→ WHAT YOU WILL DO
From the top of the records below down to the line containing "filename crates/shelf-application/src/domain_services/books.rs", reproduce every line exactly.

++++ RECORDS FOR THE TASK

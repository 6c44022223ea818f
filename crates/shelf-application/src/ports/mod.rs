//! Application ports
//!
//! Repository contracts themselves live in `shelf_domain::ports`; this module
//! holds the registry that maps provider names to implementations.

pub mod registry;

pub use shelf_domain::ports::{BookRepository, CredentialVerifier};
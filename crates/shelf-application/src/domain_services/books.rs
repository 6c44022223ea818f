//! Book service interface

use async_trait::async_trait;
use shelf_domain::entities::{Book, BookDraft};
use shelf_domain::error::Result;

/// Book management operations exposed to request handlers
#[async_trait]
pub trait BookServiceInterface: Send + Sync {
    /// All stored books
    async fn list_books(&self) -> Result<Vec<Book>>;

    /// A single book by identifier
    async fn get_book(&self, id: &str) -> Result<Book>;

    /// Store a new book under a freshly generated identifier
    async fn create_book(&self, draft: BookDraft) -> Result<Book>;

    /// Store `draft` under the caller-supplied identifier, replacing any existing record
    async fn update_book(&self, id: &str, draft: BookDraft) -> Result<Book>;
}
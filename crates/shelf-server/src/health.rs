//! Liveness probe

use rocket::get;
use rocket::serde::json::Json;
use serde::Serialize;

/// Body of `GET /live`
#[derive(Debug, Serialize)]
pub struct LivenessResponse {
    /// Always `true` while the process serves requests
    pub alive: bool,
}

/// Liveness check
///
/// Unauthenticated and independent of any binding.
#[get("/live")]
pub fn liveness() -> Json<LivenessResponse> {
    Json(LivenessResponse { alive: true })
}
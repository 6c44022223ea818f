//! Use case interfaces consumed by the transport layer

pub mod books;

pub use books::BookServiceInterface;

++++++++

→ PROBLEM SOLUTION
repository 6c44022223ea818f
filename crates/shelf-application/src/ports/mod.rs
//! Application ports
//!
//! Repository contracts themselves live in `shelf_domain::ports`; this module
//! holds the registry that maps provider names to implementations.

pub mod registry;

pub use shelf_domain::ports::{BookRepository, CredentialVerifier};
filename crates/shelf-application/src/domain_services/books.rs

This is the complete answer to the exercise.